> **Provided entries**:
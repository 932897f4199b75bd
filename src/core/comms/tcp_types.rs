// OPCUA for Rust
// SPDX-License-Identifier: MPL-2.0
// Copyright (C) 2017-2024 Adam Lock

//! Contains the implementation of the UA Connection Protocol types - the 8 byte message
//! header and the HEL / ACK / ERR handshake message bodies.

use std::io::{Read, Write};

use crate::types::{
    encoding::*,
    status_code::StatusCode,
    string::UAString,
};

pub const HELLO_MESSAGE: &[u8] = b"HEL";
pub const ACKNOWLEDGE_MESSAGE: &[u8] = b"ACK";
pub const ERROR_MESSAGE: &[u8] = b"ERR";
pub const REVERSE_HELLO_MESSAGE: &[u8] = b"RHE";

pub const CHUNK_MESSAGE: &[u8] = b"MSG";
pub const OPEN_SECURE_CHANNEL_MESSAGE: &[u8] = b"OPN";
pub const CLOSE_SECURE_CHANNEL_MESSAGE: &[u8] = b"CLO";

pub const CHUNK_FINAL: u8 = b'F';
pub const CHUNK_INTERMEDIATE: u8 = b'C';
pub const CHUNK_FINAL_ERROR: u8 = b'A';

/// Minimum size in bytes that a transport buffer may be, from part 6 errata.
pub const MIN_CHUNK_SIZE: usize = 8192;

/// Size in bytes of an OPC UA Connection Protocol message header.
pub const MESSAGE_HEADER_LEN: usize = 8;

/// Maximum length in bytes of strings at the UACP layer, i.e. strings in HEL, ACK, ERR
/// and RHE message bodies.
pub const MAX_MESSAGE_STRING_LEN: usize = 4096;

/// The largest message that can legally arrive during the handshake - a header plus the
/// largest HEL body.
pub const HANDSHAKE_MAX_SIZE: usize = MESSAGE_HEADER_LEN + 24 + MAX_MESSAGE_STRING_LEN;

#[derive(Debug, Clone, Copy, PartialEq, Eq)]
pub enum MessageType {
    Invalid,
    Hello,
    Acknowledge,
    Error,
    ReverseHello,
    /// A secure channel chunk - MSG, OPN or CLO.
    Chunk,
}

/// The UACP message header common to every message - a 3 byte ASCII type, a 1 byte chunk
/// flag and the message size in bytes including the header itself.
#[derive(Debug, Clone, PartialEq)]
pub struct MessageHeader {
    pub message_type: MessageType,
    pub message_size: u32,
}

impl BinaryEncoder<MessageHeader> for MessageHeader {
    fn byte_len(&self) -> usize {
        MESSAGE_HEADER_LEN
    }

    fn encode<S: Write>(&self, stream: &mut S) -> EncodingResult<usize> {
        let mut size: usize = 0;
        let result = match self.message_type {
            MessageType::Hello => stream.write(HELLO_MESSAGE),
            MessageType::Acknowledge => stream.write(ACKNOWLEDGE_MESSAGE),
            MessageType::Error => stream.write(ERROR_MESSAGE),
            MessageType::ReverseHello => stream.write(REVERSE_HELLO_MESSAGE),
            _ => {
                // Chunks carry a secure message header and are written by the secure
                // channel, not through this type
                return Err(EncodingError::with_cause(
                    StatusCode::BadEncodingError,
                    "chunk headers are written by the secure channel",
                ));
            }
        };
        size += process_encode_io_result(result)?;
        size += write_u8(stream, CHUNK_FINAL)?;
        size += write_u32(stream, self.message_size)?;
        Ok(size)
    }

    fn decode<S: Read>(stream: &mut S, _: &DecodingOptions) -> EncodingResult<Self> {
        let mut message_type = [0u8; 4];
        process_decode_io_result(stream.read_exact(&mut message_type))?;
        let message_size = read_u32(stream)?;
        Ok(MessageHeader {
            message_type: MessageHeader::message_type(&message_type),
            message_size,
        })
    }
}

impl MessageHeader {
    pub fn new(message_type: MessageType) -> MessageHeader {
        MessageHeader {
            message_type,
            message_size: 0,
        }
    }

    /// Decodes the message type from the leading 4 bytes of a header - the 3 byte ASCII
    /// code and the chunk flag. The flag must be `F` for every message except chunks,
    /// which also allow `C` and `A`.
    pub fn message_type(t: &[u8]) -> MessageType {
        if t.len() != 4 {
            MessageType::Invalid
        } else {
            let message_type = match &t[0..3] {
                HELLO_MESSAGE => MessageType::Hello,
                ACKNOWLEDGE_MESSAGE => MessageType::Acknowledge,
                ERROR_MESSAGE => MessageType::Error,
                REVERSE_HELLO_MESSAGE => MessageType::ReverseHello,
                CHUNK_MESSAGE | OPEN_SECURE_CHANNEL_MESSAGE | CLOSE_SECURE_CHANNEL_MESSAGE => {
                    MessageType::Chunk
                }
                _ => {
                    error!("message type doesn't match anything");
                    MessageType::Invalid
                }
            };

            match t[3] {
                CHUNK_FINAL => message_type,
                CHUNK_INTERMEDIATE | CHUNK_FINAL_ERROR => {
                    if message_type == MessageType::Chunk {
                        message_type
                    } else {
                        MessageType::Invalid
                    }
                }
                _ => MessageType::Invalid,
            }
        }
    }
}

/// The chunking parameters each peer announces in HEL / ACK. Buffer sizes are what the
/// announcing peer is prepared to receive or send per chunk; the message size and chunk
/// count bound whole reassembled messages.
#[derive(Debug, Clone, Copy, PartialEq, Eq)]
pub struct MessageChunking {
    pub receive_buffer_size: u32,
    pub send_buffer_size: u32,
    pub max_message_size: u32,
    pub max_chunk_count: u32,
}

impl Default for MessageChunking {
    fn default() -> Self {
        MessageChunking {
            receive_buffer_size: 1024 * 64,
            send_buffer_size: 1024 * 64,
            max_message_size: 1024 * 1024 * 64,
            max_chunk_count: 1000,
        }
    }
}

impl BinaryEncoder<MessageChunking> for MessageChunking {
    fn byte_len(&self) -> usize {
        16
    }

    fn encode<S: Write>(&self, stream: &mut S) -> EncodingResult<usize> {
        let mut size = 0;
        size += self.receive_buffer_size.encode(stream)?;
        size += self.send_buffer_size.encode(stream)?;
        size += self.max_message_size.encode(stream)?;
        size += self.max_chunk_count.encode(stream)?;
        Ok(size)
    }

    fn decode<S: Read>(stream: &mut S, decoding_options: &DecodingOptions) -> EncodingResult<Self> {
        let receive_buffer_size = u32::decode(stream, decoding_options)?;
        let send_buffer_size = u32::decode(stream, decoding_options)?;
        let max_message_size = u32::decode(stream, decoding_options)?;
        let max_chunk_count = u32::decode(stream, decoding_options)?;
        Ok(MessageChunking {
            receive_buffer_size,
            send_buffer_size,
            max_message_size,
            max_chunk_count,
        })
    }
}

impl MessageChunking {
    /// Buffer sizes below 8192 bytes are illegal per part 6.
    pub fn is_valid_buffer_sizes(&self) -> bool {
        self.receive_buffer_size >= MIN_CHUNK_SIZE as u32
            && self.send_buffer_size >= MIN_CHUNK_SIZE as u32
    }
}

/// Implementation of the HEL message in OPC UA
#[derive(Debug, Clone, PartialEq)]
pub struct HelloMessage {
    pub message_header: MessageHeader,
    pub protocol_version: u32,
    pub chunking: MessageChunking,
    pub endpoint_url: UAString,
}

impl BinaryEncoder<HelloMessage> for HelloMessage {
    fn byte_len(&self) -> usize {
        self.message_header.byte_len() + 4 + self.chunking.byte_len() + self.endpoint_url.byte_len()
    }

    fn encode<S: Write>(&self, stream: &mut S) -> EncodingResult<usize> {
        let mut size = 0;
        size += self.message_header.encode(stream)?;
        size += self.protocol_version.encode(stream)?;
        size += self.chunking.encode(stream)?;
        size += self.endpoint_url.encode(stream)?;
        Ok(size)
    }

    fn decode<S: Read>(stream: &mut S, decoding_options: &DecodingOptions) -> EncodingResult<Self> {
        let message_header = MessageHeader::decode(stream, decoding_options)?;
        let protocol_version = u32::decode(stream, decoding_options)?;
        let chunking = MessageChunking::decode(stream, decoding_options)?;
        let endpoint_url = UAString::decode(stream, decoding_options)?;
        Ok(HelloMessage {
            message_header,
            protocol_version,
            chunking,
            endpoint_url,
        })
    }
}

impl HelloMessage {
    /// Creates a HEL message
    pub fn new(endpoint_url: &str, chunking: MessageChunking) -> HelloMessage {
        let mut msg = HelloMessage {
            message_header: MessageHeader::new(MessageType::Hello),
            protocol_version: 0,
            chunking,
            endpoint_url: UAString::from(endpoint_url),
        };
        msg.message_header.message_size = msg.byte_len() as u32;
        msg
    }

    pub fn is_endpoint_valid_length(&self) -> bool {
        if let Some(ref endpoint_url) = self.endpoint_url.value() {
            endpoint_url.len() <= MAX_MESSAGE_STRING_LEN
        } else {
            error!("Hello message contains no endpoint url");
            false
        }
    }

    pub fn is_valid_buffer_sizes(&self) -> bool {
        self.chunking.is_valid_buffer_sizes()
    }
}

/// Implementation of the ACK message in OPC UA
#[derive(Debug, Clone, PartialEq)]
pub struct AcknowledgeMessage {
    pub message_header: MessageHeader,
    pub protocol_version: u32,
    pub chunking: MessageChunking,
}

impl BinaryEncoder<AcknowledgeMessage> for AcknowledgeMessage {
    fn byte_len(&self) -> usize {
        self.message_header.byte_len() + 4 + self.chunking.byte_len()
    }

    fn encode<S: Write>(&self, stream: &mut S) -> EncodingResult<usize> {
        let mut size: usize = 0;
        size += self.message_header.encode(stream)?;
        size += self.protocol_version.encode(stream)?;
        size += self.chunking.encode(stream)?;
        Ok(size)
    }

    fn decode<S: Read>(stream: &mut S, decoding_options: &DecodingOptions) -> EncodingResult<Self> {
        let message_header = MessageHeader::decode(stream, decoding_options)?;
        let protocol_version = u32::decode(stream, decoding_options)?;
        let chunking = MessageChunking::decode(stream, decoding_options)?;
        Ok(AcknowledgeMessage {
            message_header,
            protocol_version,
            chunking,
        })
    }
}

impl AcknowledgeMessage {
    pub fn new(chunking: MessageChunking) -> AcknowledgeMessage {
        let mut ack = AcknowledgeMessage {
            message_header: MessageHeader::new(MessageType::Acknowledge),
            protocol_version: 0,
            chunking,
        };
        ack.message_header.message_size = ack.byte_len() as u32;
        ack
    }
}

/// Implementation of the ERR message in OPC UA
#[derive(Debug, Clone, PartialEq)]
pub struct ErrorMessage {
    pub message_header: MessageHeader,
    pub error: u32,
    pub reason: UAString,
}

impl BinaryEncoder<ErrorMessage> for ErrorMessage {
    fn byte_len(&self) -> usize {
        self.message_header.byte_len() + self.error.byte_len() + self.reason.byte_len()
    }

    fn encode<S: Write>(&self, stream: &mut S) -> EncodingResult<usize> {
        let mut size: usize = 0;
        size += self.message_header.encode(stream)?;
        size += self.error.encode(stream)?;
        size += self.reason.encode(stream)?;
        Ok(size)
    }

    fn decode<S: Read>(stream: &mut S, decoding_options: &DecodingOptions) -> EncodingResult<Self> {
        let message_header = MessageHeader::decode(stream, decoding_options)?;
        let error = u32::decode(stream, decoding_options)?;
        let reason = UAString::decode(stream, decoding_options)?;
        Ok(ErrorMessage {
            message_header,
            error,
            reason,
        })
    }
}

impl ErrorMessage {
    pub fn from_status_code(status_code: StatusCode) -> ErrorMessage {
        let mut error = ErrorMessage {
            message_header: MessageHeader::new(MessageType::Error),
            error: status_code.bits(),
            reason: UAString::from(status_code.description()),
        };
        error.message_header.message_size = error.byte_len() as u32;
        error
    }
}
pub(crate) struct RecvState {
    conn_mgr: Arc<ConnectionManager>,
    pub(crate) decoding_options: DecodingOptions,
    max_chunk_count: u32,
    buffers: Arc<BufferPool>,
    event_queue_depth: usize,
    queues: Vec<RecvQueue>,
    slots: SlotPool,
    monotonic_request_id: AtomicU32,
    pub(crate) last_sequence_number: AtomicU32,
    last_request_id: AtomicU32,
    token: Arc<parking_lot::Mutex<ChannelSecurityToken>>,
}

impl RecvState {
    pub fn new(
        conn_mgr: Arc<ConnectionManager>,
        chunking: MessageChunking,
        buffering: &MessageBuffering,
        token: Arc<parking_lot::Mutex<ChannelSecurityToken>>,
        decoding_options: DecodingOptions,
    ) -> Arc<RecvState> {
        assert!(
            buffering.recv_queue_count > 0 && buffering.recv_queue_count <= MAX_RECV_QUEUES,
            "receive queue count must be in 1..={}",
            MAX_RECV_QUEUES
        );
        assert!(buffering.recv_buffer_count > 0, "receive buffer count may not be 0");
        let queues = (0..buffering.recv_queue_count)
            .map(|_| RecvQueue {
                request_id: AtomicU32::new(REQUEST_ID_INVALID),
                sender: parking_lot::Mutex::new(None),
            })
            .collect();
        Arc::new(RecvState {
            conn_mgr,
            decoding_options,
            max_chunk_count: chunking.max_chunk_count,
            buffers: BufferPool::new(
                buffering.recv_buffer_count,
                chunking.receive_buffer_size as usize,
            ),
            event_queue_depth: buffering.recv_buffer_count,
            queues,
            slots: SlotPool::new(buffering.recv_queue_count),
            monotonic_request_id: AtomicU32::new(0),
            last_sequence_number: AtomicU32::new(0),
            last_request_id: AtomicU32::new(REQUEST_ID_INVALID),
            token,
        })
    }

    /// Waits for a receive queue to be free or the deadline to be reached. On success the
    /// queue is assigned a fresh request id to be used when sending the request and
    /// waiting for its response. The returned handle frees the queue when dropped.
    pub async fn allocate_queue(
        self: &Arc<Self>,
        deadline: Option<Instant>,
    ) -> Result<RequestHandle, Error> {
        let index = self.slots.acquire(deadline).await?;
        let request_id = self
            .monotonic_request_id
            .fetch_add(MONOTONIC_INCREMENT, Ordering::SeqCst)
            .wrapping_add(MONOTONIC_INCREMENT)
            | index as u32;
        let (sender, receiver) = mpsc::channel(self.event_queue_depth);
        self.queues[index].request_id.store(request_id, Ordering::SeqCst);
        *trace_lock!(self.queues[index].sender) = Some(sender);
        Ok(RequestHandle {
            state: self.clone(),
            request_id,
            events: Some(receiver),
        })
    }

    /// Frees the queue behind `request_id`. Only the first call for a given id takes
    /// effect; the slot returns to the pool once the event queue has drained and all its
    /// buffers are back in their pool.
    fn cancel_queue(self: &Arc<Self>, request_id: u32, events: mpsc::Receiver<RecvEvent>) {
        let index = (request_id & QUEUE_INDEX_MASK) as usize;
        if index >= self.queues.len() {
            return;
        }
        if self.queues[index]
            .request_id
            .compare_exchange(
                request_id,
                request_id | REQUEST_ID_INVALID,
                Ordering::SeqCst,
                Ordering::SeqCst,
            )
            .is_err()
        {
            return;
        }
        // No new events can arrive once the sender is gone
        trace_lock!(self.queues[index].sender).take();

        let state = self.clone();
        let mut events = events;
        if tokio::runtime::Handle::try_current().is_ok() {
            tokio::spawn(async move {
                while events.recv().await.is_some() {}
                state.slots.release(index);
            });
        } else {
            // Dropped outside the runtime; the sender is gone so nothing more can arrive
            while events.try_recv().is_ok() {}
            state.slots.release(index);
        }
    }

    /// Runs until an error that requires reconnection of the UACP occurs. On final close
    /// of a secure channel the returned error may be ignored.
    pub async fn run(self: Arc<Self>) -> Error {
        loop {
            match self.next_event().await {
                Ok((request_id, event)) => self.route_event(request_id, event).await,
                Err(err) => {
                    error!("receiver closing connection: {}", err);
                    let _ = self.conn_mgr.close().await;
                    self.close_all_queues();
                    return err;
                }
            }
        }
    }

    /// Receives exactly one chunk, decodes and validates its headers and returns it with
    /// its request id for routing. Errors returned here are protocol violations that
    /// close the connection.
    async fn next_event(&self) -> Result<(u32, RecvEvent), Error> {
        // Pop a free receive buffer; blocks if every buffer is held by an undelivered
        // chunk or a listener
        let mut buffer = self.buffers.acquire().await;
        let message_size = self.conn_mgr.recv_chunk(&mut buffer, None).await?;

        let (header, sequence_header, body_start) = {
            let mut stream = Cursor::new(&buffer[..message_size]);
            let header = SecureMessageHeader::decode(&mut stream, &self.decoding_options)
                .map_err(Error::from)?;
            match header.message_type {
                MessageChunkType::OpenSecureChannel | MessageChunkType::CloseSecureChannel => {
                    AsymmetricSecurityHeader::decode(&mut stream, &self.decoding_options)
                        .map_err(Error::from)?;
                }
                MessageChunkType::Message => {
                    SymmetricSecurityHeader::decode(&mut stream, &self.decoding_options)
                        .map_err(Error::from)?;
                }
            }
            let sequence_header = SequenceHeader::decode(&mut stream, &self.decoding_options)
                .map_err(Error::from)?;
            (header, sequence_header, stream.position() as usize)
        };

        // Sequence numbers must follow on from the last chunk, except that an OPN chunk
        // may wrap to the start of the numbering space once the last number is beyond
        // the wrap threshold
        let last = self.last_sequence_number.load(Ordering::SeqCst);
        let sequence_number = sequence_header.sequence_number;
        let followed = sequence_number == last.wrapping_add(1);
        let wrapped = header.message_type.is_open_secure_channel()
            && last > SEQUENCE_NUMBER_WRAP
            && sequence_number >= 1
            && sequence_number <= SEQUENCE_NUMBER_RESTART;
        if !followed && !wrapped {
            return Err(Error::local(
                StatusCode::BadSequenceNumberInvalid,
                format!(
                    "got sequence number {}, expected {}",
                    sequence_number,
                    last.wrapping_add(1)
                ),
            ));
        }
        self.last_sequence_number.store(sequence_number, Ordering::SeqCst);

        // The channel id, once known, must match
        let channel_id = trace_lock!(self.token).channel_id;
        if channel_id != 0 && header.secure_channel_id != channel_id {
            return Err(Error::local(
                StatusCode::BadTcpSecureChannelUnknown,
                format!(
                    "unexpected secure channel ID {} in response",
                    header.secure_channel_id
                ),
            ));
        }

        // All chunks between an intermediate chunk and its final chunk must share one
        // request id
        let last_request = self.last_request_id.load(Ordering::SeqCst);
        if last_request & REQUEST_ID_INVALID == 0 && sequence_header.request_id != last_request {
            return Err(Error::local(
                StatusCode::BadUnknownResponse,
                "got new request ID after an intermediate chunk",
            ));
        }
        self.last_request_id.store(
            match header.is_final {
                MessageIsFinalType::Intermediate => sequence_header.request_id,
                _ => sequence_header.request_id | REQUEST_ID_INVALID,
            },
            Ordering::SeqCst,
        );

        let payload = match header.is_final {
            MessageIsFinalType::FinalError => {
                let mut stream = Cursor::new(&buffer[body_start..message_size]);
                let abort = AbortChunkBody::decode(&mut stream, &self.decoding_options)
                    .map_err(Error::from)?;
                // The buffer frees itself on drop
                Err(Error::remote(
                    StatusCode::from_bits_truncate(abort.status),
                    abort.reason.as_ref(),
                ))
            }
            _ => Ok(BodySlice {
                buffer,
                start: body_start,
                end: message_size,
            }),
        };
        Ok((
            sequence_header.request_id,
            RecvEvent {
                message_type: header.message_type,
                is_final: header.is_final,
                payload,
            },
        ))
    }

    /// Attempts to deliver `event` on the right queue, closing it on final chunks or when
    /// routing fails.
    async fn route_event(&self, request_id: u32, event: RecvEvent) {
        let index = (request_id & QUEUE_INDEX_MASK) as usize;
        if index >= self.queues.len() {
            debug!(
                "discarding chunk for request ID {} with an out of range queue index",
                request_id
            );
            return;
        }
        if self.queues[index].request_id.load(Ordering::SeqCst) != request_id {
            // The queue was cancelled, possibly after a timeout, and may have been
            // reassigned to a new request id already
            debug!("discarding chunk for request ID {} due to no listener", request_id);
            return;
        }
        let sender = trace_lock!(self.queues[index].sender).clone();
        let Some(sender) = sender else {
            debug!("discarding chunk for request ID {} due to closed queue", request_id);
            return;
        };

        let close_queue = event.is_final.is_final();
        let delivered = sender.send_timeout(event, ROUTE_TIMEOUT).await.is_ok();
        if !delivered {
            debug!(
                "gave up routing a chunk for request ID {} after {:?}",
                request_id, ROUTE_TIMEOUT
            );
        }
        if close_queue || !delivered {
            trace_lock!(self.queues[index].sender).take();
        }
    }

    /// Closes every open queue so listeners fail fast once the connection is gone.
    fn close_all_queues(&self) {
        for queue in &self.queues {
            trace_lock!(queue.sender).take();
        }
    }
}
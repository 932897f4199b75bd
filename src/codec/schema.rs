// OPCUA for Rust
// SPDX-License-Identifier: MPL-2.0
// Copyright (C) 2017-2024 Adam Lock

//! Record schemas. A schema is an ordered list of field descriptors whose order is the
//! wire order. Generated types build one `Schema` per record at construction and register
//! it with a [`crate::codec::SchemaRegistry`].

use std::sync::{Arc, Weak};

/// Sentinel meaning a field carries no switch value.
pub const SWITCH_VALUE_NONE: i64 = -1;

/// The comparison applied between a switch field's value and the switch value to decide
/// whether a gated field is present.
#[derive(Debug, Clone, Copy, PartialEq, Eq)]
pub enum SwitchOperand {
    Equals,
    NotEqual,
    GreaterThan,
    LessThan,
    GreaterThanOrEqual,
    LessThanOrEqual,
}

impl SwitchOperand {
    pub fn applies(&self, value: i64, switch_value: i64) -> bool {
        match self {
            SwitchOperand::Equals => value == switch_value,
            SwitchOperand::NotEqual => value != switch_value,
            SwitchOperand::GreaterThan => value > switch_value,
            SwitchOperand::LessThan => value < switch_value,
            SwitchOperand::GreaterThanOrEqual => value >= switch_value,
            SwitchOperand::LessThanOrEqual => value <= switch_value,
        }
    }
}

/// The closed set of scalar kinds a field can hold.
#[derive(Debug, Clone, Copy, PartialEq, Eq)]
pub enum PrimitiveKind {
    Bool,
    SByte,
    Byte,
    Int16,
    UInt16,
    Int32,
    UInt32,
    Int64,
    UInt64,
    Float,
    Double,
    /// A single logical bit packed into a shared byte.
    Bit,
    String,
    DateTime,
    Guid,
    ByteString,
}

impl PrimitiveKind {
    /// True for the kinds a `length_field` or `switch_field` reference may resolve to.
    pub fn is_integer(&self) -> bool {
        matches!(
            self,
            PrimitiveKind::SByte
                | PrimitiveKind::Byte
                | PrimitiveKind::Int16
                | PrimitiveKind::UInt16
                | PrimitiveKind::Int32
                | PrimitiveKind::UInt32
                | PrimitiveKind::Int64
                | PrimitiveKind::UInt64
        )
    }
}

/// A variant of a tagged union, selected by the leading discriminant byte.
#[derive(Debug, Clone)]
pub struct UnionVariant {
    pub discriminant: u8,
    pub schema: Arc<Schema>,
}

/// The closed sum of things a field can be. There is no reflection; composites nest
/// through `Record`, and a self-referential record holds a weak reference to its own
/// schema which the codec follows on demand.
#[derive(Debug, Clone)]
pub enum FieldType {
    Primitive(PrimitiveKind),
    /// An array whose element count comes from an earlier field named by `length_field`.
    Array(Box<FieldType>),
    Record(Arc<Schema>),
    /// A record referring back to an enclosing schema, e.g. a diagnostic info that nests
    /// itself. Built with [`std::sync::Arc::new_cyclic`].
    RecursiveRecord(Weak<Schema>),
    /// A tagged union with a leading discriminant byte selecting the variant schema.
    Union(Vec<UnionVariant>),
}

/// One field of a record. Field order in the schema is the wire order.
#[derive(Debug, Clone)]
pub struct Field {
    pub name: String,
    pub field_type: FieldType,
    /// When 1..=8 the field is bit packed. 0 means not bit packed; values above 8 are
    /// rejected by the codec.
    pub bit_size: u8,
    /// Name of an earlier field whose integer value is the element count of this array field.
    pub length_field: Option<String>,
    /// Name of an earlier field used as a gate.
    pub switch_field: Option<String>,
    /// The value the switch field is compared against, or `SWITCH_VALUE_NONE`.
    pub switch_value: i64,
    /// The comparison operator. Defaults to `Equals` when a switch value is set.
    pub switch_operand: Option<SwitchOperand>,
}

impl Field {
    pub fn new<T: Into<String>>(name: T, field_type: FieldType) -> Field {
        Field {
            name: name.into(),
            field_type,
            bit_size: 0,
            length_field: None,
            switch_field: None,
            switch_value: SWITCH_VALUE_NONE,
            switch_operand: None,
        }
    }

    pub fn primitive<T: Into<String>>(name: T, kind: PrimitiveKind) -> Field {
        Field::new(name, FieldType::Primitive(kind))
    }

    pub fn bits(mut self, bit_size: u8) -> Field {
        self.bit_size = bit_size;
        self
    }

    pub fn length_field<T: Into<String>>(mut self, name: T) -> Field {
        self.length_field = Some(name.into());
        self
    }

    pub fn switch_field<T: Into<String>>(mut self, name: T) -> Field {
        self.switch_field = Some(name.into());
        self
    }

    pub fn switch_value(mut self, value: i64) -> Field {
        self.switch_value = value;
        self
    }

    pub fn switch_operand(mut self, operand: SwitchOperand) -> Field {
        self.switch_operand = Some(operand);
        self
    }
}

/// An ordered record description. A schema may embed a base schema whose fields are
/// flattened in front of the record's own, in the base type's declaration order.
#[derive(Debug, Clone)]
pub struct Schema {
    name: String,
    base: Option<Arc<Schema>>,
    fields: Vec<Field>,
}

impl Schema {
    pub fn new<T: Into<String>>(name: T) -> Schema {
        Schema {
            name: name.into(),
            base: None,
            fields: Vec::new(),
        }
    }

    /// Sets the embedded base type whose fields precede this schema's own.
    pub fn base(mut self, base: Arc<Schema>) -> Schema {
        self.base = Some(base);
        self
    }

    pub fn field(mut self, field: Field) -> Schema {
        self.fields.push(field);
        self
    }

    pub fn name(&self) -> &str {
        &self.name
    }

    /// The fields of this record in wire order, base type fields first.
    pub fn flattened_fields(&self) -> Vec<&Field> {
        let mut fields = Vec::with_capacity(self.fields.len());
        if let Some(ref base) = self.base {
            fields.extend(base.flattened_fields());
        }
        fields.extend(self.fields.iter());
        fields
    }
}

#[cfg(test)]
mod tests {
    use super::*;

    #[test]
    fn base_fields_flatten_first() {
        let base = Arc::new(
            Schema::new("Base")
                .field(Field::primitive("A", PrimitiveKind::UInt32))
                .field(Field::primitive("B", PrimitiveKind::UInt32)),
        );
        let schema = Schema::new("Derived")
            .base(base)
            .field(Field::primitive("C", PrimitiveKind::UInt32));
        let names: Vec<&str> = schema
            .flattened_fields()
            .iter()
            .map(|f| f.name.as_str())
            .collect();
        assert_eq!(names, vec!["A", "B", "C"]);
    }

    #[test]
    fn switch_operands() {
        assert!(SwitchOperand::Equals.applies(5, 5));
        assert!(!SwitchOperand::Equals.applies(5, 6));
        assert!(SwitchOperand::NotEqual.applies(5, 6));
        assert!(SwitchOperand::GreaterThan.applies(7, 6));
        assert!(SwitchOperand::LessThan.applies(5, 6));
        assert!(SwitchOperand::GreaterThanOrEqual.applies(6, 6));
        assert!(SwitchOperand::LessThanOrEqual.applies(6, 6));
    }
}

> **Task statement**:
Going through the data above, return each line with the word "every".

> **Solution to the exercise**:
/// The UACP message header common to every message - a 3 byte ASCII type, a 1 byte chunk
    /// code and the chunk flag. The flag must be `F` for every message except chunks,
        // Pop a free receive buffer; blocks if every buffer is held by an undelivered
    /// Closes every open queue so listeners fail fast once the connection is gone.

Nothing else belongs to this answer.